Track possible multiple correlation support in nifty/ducc gridders #169

sjperkins · 2020-01-10T11:17:33Z

Codex Africanus version: 0.2.0
Python version: 3.6
Operating System: Ubuntu

Description

Nifty Gridder only supports gridding a single correlation
MS data is (row, chan, corr)
We index on corr to pass a single correlation to nifty which produces a non-contiguous array.

Solution

Make an array copy
Investigate whether nifty might be able to now support gridding multiple correlations.

mreineck · 2020-07-23T16:13:39Z

While the ducc gridder still does not support multiple correlations, it's on my todo list.

I assume that the most typical situation will be four correlations, i.e. four complex numbers for every entry in the MS instead of just one at the moment, correct? Will the weight array stay the same, or will it also increase by four?

sjperkins · 2020-07-23T16:41:46Z

Hi @mreineck. Thanks for keeping this on the horizon.

I would say one, two and four correlations are the typical cases. The WEIGHT and WEIGHT_SPECTRUM arrays always have a correlation dimension which is the same as that in the DATA, FLAG, CORRECTED_DATA etc. arrays.

See the CASA MSv2.0 spec for confirmation: https://casa.nrao.edu/Memos/229.html#SECTION00061000000000000000

From admittedly hazy memory, I think I just decided to pass non-contiguous arrays into the nifty gridder. I remember it sent many warning messages about non-contiguous arrays to the console, which I think you removed?

mreineck · 2020-07-23T16:59:46Z

OK, I'll see how that fits into the design. My hope is that I can use vector instructions when gridding/degridding multiple values that are at identical (u,v,w) locations. If that works, then a single pass doing four correlations might be noticeably faster than four separate passes doing the one correlation at a time.

Passing non-contiguous arrays is probably not such a big deal.

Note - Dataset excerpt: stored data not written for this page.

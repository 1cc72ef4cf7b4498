/*!
Chordless odd circuit augmentation (CoCA) and elimination (CoCE).

The augmentation adds one hub action per chordless odd circuit, so that the circuit may be chosen
as a whole. The elimination polarizes at rising cut levels until no chordless circuit survives.
*/
use super::Digraph;
use crate::{
    algebra::Polarization,
    datatypes::{Action, ActionMeta, Decimal},
    error::{DigraphError, Result},
};
use roaring::RoaringBitmap;
use std::collections::BTreeMap;

/// A digraph augmented with circuit hubs.
///
/// The first actions keep the positions of the original digraph, hubs follow.
#[derive(Debug, Clone)]
pub struct CocaDigraph {
    digraph: Digraph,
    original_order: usize,
    hubs: BTreeMap<usize, RoaringBitmap>,
}

impl CocaDigraph {
    /// The augmented digraph.
    pub fn digraph(&self) -> &Digraph {
        &self.digraph
    }

    /// Consumes the augmentation.
    pub fn into_digraph(self) -> Digraph {
        self.digraph
    }

    /// Hub positions with the original actions they stand for.
    pub fn hubs(&self) -> &BTreeMap<usize, RoaringBitmap> {
        &self.hubs
    }

    /// Returns true if the position is a hub.
    pub fn is_hub(&self, x: usize) -> bool {
        self.hubs.contains_key(&x)
    }

    /// Number of actions of the original digraph.
    pub fn original_order(&self) -> usize {
        self.original_order
    }

    /// Replaces every hub of a choice by the original actions it stands for.
    pub fn flatten_choice(&self, choice: &RoaringBitmap) -> RoaringBitmap {
        choice.iter().fold(RoaringBitmap::new(), |mut acc, x| {
            match self.hubs.get(&(x as usize)) {
                Some(members) => acc |= members,
                None => {
                    acc.insert(x);
                }
            }
            acc
        })
    }

    fn is_covered(&self, circuit: &RoaringBitmap) -> bool {
        let flat = self.flatten_choice(circuit);
        self.hubs.values().any(|members| flat.is_subset(members))
    }

    fn add_hub(&mut self, members: &RoaringBitmap) -> Result<usize> {
        let digraph = &mut self.digraph;
        let stem = format!(
            "_{}_",
            members
                .iter()
                .map(|x| digraph.actions.key(x as usize))
                .collect::<Vec<_>>()
                .join("_")
        );
        let mut key = stem.clone();
        let mut suffix = 1;
        while digraph.actions.contains(&key) {
            key = format!("{stem}{suffix}");
            suffix += 1;
        }
        let meta = ActionMeta {
            name: Some(format!(
                "chordless odd circuit {}",
                digraph.actions.print_choice(members)
            )),
            short_name: None,
            comment: Some(String::from("hub")),
        };
        log::debug!("adding hub {key}");
        let hub = digraph.actions.push(Action::with_meta(key, meta))?;
        let (min, max) = (digraph.domain.min(), digraph.domain.max());
        let incoming: Vec<Decimal> = (0..hub)
            .map(|x| {
                if members.contains(x as u32) {
                    max
                } else {
                    members
                        .iter()
                        .map(|y| digraph.relation[x][y as usize])
                        .fold(min, Decimal::max)
                }
            })
            .collect();
        let outgoing: Vec<Decimal> = (0..hub)
            .map(|x| {
                if members.contains(x as u32) {
                    max
                } else {
                    members
                        .iter()
                        .map(|y| digraph.relation[y as usize][x])
                        .fold(min, Decimal::max)
                }
            })
            .collect();
        for (row, value) in digraph.relation.iter_mut().zip(incoming) {
            row.push(value);
        }
        let mut row = outgoing;
        row.push(min);
        digraph.relation.push(row);
        digraph.invalidate();

        let flat = self.flatten_choice(members);
        self.hubs.insert(hub, flat);
        Ok(hub)
    }
}

/// Result of a circuit elimination.
#[derive(Debug, Clone)]
pub struct CoceOutcome {
    /// The last polarization reached.
    pub digraph: Digraph,
    /// Its strict cut level.
    pub level: Decimal,
    /// False if chordless circuits survive.
    pub resolved: bool,
}

impl Digraph {
    /// Adds a hub for every chordless odd circuit not yet covered by a hub, until a fixed point.
    ///
    /// A hub `c` is linked to every other action `x` by `r(x,c) = max_{y∈c} r(x,y)` and
    /// `r(c,x) = max_{y∈c} r(y,x)`, and to its members by `Max` in both directions.
    /// The number of rounds is bounded by the order of the digraph.
    pub fn coca_digraph(&self) -> Result<CocaDigraph> {
        log::info!("[Start] chordless odd circuits augmentation of {}", self.name);
        let mut digraph = self.clone();
        digraph.set_name(format!("coca-{}", self.name));
        let mut result = CocaDigraph {
            digraph,
            original_order: self.order(),
            hubs: BTreeMap::new(),
        };
        let rounds = self.order().max(1);
        let mut fixpoint = false;
        for round in 1..=rounds {
            let circuits: Vec<RoaringBitmap> = result
                .digraph
                .compute_chordless_circuits(true)
                .into_iter()
                .map(|circuit| circuit.set().clone())
                .filter(|set| !result.is_covered(set))
                .collect();
            log::debug!("round {round}: {} uncovered odd circuits", circuits.len());
            if circuits.is_empty() {
                fixpoint = true;
                break;
            }
            for circuit in circuits {
                if !result.is_covered(&circuit) {
                    result.add_hub(&circuit)?;
                }
            }
        }
        if !fixpoint {
            let uncovered = result
                .digraph
                .compute_chordless_circuits(true)
                .iter()
                .any(|circuit| !result.is_covered(circuit.set()));
            if uncovered {
                log::warn!(
                    "augmentation stopped after {rounds} rounds with uncovered odd circuits"
                );
            }
        }
        log::info!("[Done] {} hubs added", result.hubs.len());
        Ok(result)
    }

    /// Polarizes at the successive minimum elimination levels until no chordless circuit survives
    /// or the level stops rising.
    pub fn coce_digraph_outcome(&self) -> Result<CoceOutcome> {
        log::info!("[Start] chordless circuits elimination of {}", self.name);
        let mut level = self.domain.med();
        let mut current = self.clone();
        let outcome = loop {
            let circuits = current.compute_chordless_circuits(false);
            let candidate = match current.minimum_elimination_level(&circuits) {
                None => break (true, level),
                Some(candidate) => candidate,
            };
            log::debug!(
                "{} circuits, elimination level {}",
                circuits.len(),
                candidate
            );
            if candidate <= level {
                log::warn!("elimination level does not rise above {level}");
                break (false, level);
            }
            level = candidate.min(self.domain.max());
            current = self.polarized(&Polarization::at(level).strict(true))?;
        };
        current.set_name(format!("coce-{}", self.name));
        let (resolved, level) = outcome;
        log::info!("[Done] circuits elimination at level {level}, resolved: {resolved}");
        Ok(CoceOutcome {
            digraph: current,
            level,
            resolved,
        })
    }

    /// The circuit-free polarization of [coce_digraph_outcome][Digraph::coce_digraph_outcome].
    /// Fails with [DigraphError::UnresolvableCircuits] if circuits survive.
    pub fn coce_digraph(&self) -> Result<Digraph> {
        let outcome = self.coce_digraph_outcome()?;
        if outcome.resolved {
            Ok(outcome.digraph)
        } else {
            Err(DigraphError::UnresolvableCircuits(outcome.level))
        }
    }
}

#[cfg(test)]
mod test {
    use super::*;
    use crate::{
        datatypes::ValuationDomain,
        random::random_valuation_digraph,
        test::{crisp, valued},
    };
    use quickcheck_macros::quickcheck;
    use test_log::test;

    #[test]
    fn triangle_hub() {
        let digraph = crisp(&["a", "b", "c"], &[("a", "b"), ("b", "c"), ("c", "a")]);
        let coca = digraph.coca_digraph().unwrap();
        assert_eq!(coca.original_order(), 3);
        assert_eq!(coca.digraph().order(), 4);
        assert!(coca.is_hub(3));
        assert_eq!(coca.digraph().actions().key(3), "_a_b_c_");
        assert_eq!(coca.digraph().value("_a_b_c_", "a"), Ok(Decimal::ONE));
        assert_eq!(coca.digraph().value("b", "_a_b_c_"), Ok(Decimal::ONE));
        assert_eq!(coca.digraph().value("_a_b_c_", "_a_b_c_"), Ok(Decimal::MINUS_ONE));
        let hub: RoaringBitmap = [3].into_iter().collect();
        assert_eq!(coca.flatten_choice(&hub), digraph.actions().all());
        assert_eq!(
            coca.digraph().dominant_prekernels(),
            vec![hub.clone()]
        );
        assert_eq!(coca.digraph().absorbent_prekernels(), vec![hub]);
        assert_eq!(digraph.order(), 3);
    }

    #[test]
    fn hub_aggregates_outside_links() {
        let digraph = crisp(
            &["a", "b", "c", "d"],
            &[("a", "b"), ("b", "c"), ("c", "a"), ("d", "a"), ("b", "d")],
        );
        let coca = digraph.coca_digraph().unwrap();
        let key = "_a_b_c_";
        assert_eq!(coca.digraph().value("d", key), Ok(Decimal::ONE));
        assert_eq!(coca.digraph().value(key, "d"), Ok(Decimal::ONE));
        assert!(coca
            .digraph()
            .compute_chordless_circuits(true)
            .iter()
            .all(|circuit| coca.is_covered(circuit.set())));
    }

    #[test]
    fn even_circuits_are_left_alone() {
        let digraph = crisp(
            &["a", "b", "c", "d"],
            &[("a", "b"), ("b", "c"), ("c", "d"), ("d", "a")],
        );
        let coca = digraph.coca_digraph().unwrap();
        assert!(coca.hubs().is_empty());
        assert_eq!(coca.into_digraph().order(), 4);
    }

    #[test]
    fn elimination() {
        let digraph = valued(
            &["a", "b", "c", "d"],
            &[
                ("a", "b", 600_000),
                ("b", "c", 800_000),
                ("c", "a", 1_000_000),
                ("c", "d", 900_000),
            ],
        );
        let outcome = digraph.coce_digraph_outcome().unwrap();
        assert!(outcome.resolved);
        assert_eq!(outcome.level, Decimal::from_units(600_000));
        assert_eq!(outcome.digraph.value("a", "b"), Ok(Decimal::ZERO));
        assert_eq!(outcome.digraph.value("c", "d"), Ok(Decimal::from_units(900_000)));
        assert!(!outcome.digraph.detect_chordless_circuits());
        assert_eq!(outcome.digraph.name(), "coce-rel");

        let acyclic = crisp(&["a", "b"], &[("a", "b")]);
        let outcome = acyclic.coce_digraph_outcome().unwrap();
        assert!(outcome.resolved);
        assert_eq!(outcome.level, Decimal::ZERO);
        assert_eq!(acyclic.coce_digraph().unwrap().value("a", "b"), Ok(Decimal::ONE));
    }

    #[quickcheck]
    fn coca_covers_odd_circuits(seed: u64) -> bool {
        let digraph = random_valuation_digraph(5, ValuationDomain::normalized(), 1, seed);
        match digraph.coca_digraph() {
            Ok(coca) => {
                coca.digraph().order() >= digraph.order()
                    && coca.hubs().values().all(|members| members.len() >= 3)
                    && digraph
                        .compute_chordless_circuits(true)
                        .iter()
                        .all(|circuit| coca.is_covered(circuit.set()))
            }
            Err(_) => false,
        }
    }

    #[quickcheck]
    fn coce_eliminates_circuits(seed: u64) -> bool {
        let digraph = random_valuation_digraph(5, ValuationDomain::normalized(), 2, seed);
        match digraph.coce_digraph() {
            Ok(result) => !result.detect_chordless_circuits(),
            Err(_) => false,
        }
    }
}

There will be slightly more cache misses, but the effect on overall performance is probably small.

sjperkins · 2020-07-24T08:40:15Z

I would say one, two and four correlations are the typical cases.

@landmanbester, I can't imagine another RA use case, but pinging you in case there's something exotic that I may have missed

sjperkins · 2020-07-24T08:48:09Z

Passing non-contiguous arrays is probably not such a big deal. There will be slightly more cache misses, but the effect on overall performance is probably small.

This is useful to know. I'm currently re-implementing a Discrete Wavelet Transform in numba: ratt-ru/pfb-imaging#10 and the thought of applying the 1D DWT on non-contiguous data made me pause: The original implementation copies rows which are non-contiguous before applying the filter. Do you have any thoughts on this that you'd be willing to share on the matter in ratt-ru/pfb-imaging#10? I'm not asking for a code review -- I find this level of discussion useful.

mreineck · 2020-07-24T09:30:46Z

Whether unaligned accesses are a problem depends primarily on how many operations you do on an array element before going to the next. In the gridder, I read a value from the ms array and then grid it onto support**2 different locations (which are almost always in Level1 cache). So the penalty for the potential cache miss when accessing ms is rather small compared to the time required to actually grid it.

If this was a 1D gridder, things would already look worse, as cost now only scales linearly with support. And if you use the value only for a single arithmetic operation (as is the case in FFTs, for example), cache misses become really painful. I don't know the details of Discrete Wavelet Transforms, but I'd naively expect that they are more on the FFT side of things...

landmanbester · 2020-07-24T10:24:21Z

I would say one, two and four correlations are the typical cases.

@landmanbester, I can't imagine another RA use case, but pinging you in case there's something exotic that I may have missed

I think that about covers it. The weights are per correlation so, strictly speaking, you have to grid the correlations before converting to Stokes components. I don't know if it makes much of a difference but I think the diagonal components of the brightness matrix are always real-valued

bennahugo · 2020-07-24T13:15:08Z

Unaligned accesses can create a bit of heavoc when vectorizing code using special instruction sets. I had some speedup (not the full 8 fold when I did this vectorization by hand once but that was a long time ago). Compilers have likely become smarter in the mean time. I don't know if numba exploits special instruction sets or not though

…

On Fri, 24 Jul 2020, 12:24 Landman Bester, ***@***.***> wrote: I would say one, two and four correlations are the typical cases. @landmanbester <https://github.com/landmanbester>, I can't imagine another RA use case, but pinging you in case there's something exotic that I may have missed I think that about covers it. The weights are per correlation so, strictly speaking, you have to grid the correlations before converting to Stokes components. I don't know if it makes much of a difference but I think the diagonal components of the brightness matrix are always real-valued — You are receiving this because you are subscribed to this thread. Reply to this email directly, view it on GitHub <#169 (comment)>, or unsubscribe <https://github.com/notifications/unsubscribe-auth/AB4RE6TBLLKRRWYERHCSZHLR5FOOPANCNFSM4KFGJBBQ> .

mreineck · 2020-07-24T13:19:38Z

Unaligned accesses can create a bit of heavoc when vectorizing code using
special instruction sets.

Yes. In my particular situation it wouldn't be a problem though, since during gridding I'd basically have a (potentially) unaligned load per visibility, and the remaining support**2 memory accesses would be aligned. I still don't expect anything near an 8-fold speedup, however...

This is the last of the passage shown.